Good morning, everyone, and welcome to the presentation of Odfjell's First Quarter Results. Before I start, please note that there is a Q&A tab on the right-hand side of your screen. Please use that tab if you have questions during our presentation. The agenda is -- follows a standard format. I will present the highlights. My colleague, Terje Iversen will take you through the financial figures, and then I will summarize this presentation with an operational review and market update and prospects.

Odjfell is today presenting the best financial result in our 110-year long history. This is, of course, a great inspiration for all of my more than 2,000 colleagues around the globe. The time charter earnings in Odjfell Tankers ended at USD 195 million, and this compares to $182 million in the fourth quarter of 2023. We delivered an EBIT of USD 89 million. This compares to $71 million in the previous quarter, and we delivered a record net result of USD 68 million. This net result adjusted for one-off items was USD 69 million, and this compares to $50 million in the previous quarter. The rates on our renewed contracts during the quarter were up 14% on average, and we renewed approximately 22% of the estimated contract volume. The net result contribution from Odfjell Terminals increased to USD 3.2 million, and this compares to USD 2.4 million in the fourth quarter. Also, our carbon intensity for the first quarter came in at 7.14%, and this is slightly better than what we observed in the fourth quarter.
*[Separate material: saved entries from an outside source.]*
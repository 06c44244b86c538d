//! Core use-case services.
//!
//! # Responsibility
//! - Orchestrate repository calls into use-case level APIs.
//! - Keep outer layers (HTTP, CLI) decoupled from storage details.

pub mod category_service;
pub mod csv;
pub mod item_service;
pub mod item_transfer;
During the quarter, Odjfell has taken delivery of one newbuilding on long-term time charter and we have also signed an agreement for one newbuilding to be owned by Odjfell. A further 4 newbuildings on long-term time charter were concluded in April, and these vessels are all scheduled to be delivered in 2026 and '27. This brings the total number of newbuildings on order to Odjfell to 16 vessels, and by that, 20% of the order book in our segment is for Odjfell account.

So this concludes the highlights and then I'll give the word to my colleague, Terje Iversen.

T
Terje Iversen
executive

Thank you, Harald. I will, as usual, start with the financials and the P&L this quarter. Starting with the time charter earnings, we saw that increased with $13 million to USD 195 million this quarter. Main reason, of course, we see an improved market. We see higher boat contract rates and also spot rates in this quarter. And at the same time, we also saw that we had higher spot volumes compared to contract volumes this quarter. And based on spot contracts normally give a higher rate, then also, of course, we see an increase in the time chart earnings on that background. Time chart expenses under the $2.7 billion compared to $5.3 billion in the fourth quarter. Reason for the decline is that we redelivered 2 vessels on short-term time charters during the quarter.
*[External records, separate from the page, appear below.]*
//! Coding-sequence translation
//!
//! The driver walks a CDS codon by codon and assembles the protein string.
//! Per codon, precedence is: caller-supplied exception map, then
//! partial-codon handling, then start-codon override, then table lookup via
//! ambiguity resolution. Stop codons are emitted as the configurable
//! terminator symbol and do not end the walk; a CDS with internal stops
//! yields one terminator per stop.
//!
//! RNA input is accepted everywhere (U is normalized to T up front) and
//! letter case is ignored.

use rustc_hash::FxHashMap;

use crate::ambiguity::resolve_codon;
use crate::error::{Result, TranscdsError};
use crate::gencode::TranslationTable;

/// Options for [`translate_cds`]
///
/// `Default` produces the common case: standard table, full codons
/// required, `*` terminator, start-codon override on, no exceptions.
/// Overrides read naturally with struct-update syntax:
///
/// ```
/// use transcds::TranslationOptions;
///
/// let options = TranslationOptions { full_codons: false, ..Default::default() };
/// ```
#[derive(Debug, Clone)]
pub struct TranslationOptions {
    /// Genetic-code table to translate against
    pub table: TranslationTable,
    /// Require the sequence length to be a multiple of three; when false, a
    /// trailing 1- or 2-base remainder is permitted and contributes the
    /// terminator symbol
    pub full_codons: bool,
    /// Symbol substituted for stop codons and for a permitted trailing
    /// remainder; the empty string suppresses it
    pub ter_symbol: String,
    /// Per-position overrides: zero-based offset of a codon's first base to
    /// the literal symbol emitted for that codon, bypassing table lookup,
    /// start-codon logic, and terminator substitution
    pub exception_map: Option<FxHashMap<usize, char>>,
    /// Emit the initiator M when the codon at offset 0 is a start codon of
    /// the active table
    pub starts_at_first_codon: bool,
}

impl Default for TranslationOptions {
    fn default() -> Self {
        Self {
            table: TranslationTable::Standard,
            full_codons: true,
            ter_symbol: "*".to_string(),
            exception_map: None,
            starts_at_first_codon: true,
        }
    }
}

impl TranslationOptions {
    fn exception_for(&self, offset: usize) -> Option<char> {
        self.exception_map.as_ref().and_then(|map| map.get(&offset)).copied()
    }
}

/// Translate a coding sequence to a one-letter protein sequence.
///
/// The sequence may be DNA or RNA, in either case, and may contain IUPAC
/// ambiguity codes; a codon whose literal expansions disagree translates to
/// `X`. An empty sequence yields an empty protein.
///
/// # Errors
///
/// * [`TranscdsError::IncompleteCodon`] when the length is not a multiple of
///   three and `options.full_codons` is set. The check runs up front; no
///   partial protein is produced.
/// * [`TranscdsError::InvalidBase`] when a complete codon contains a
///   character outside the base/ambiguity alphabet. Bases of a permitted
///   trailing remainder are never inspected.
pub fn translate_cds(sequence: &str, options: &TranslationOptions) -> Result<String> {
    if sequence.is_empty() {
        return Ok(String::new());
    }
    let remainder = sequence.len() % 3;
    if options.full_codons && remainder != 0 {
        return Err(TranscdsError::IncompleteCodon { remainder });
    }

    // One normalization pass: fold case, RNA to DNA
    let seq: Vec<u8> = sequence
        .bytes()
        .map(|b| match b.to_ascii_uppercase() {
            b'U' => b'T',
            upper => upper,
        })
        .collect();

    let code = options.table.code();
    let whole = seq.len() - remainder;
    let mut protein = String::with_capacity(seq.len() / 3 + 1);

    for i in (0..whole).step_by(3) {
        if let Some(symbol) = options.exception_for(i) {
            protein.push(symbol);
            continue;
        }
        let resolved = resolve_codon(&seq[i..i + 3], code, i)?;
        if i == 0 && options.starts_at_first_codon && resolved.is_start {
            protein.push('M');
            continue;
        }
        if resolved.is_stop {
            protein.push_str(&options.ter_symbol);
        } else {
            protein.push(resolved.aa as char);
        }
    }

    if remainder != 0 {
        match options.exception_for(whole) {
            Some(symbol) => protein.push(symbol),
            None => protein.push_str(&options.ter_symbol),
        }
    }

    Ok(protein)
}

/// [`translate_cds`] with the "no sequence" sentinel passed through:
/// `None` in, `Ok(None)` out.
pub fn translate_cds_opt(
    sequence: Option<&str>,
    options: &TranslationOptions,
) -> Result<Option<String>> {
    sequence.map(|seq| translate_cds(seq, options)).transpose()
}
Operating expenses ended at $49.1 million compared to $50.6 million. It's a bit on the lower end this quarter, I would say. We had some positive deviations due to insurance claims that were reversed this quarter. And we also have some lower activity on the dry docking side for our fleet also then leading to a slight decrease in operating expenses. Share of net results from associates and joint ventures being the results from our terminal investments ended at USD 3.2 million. And actually, that is the highest contribution from Odjfell Terminals since we did the restructuring of the Terminal division back in 2016, 2017. And it's also a pleasure to see that all the Terminals are delivering improved results this quarter, done substating the substantial increase in the results that we have seen from that division in several quarters now.
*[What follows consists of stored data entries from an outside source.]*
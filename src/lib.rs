//! transcds: coding-sequence translation and sequence digests
//!
//! Translates a CDS (DNA or RNA) into a one-letter protein sequence against
//! a choice of genetic-code table, with IUPAC ambiguity handling, start-codon
//! overrides, per-position exceptions, and partial-codon support. Also
//! provides the common normalized sequence digests (SEGUID, MD5, SHA-1,
//! SHA-512, VMC/GA4GH truncated SHA-512).
//!
//! # Example
//!
//! ```
//! use transcds::{translate_cds, TranslationOptions, TranslationTable};
//!
//! let protein = translate_cds("AUGCGA", &TranslationOptions::default()).unwrap();
//! assert_eq!(protein, "MR");
//!
//! let mito = TranslationOptions {
//!     table: TranslationTable::VertebrateMitochondrial,
//!     ..Default::default()
//! };
//! assert_eq!(translate_cds("ATATGA", &mito).unwrap(), "MW");
//! ```

pub mod ambiguity;
pub mod digests;
pub mod error;
pub mod gencode;
pub mod translate;

// Re-export the public surface
pub use ambiguity::{resolve_codon, ResolvedCodon};
pub use digests::{
    normalize_sequence, seq_md5, seq_seguid, seq_sha1, seq_sha512, seq_vmc_digest,
    truncated_digest,
};
pub use error::{Result, TranscdsError};
pub use gencode::{GeneticCode, TranslationTable};
pub use translate::{translate_cds, translate_cds_opt, TranslationOptions};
G&A ended at $19.3 million were comparable to the previous quarter at $19.4 million. And then we delivered an EBITDA of USD 126.8 million compared to $108.7 million in the quarter. Depreciation, $38.3 million, very much the same as previous quarter, led to an EBIT of USD 89 million compared to $71 million in the fourth quarter. Net interest expenses continue to decline. The reason for that is, of course, that we are decreasing the debt on our balance sheet. So we ended at USD 19 million this quarter. And after other financial items in Texas, we delivered a net result of USD 67.8 million compared to $52.1 million in the fourth quarter of '23. That gives an earnings per share of $0.86 and as you see from the table here, we also delivered commercial revenue days in accordance with what we delivered in the fourth quarter.

But we saw a decline in off-hire days, leading to more -- a slight increase in commercial days. Looking at the time charter per day, we saw a substantial increase in that under the USD 33,000 compared to $31,000 in the fourth quarter. We also saw a positive development in the cash breakeven, which ended at $22,500 compared to around $24,000 in the fourth quarter, bringing the 12 months rolling average to around $23,200 per day. Main reason for the decline in cash breakeven quarter was to -- that we had lower operating expenses and also lower time charter expenses as I alluded to, and also that we had lower dry docking activity this quarter compared to previous quarters.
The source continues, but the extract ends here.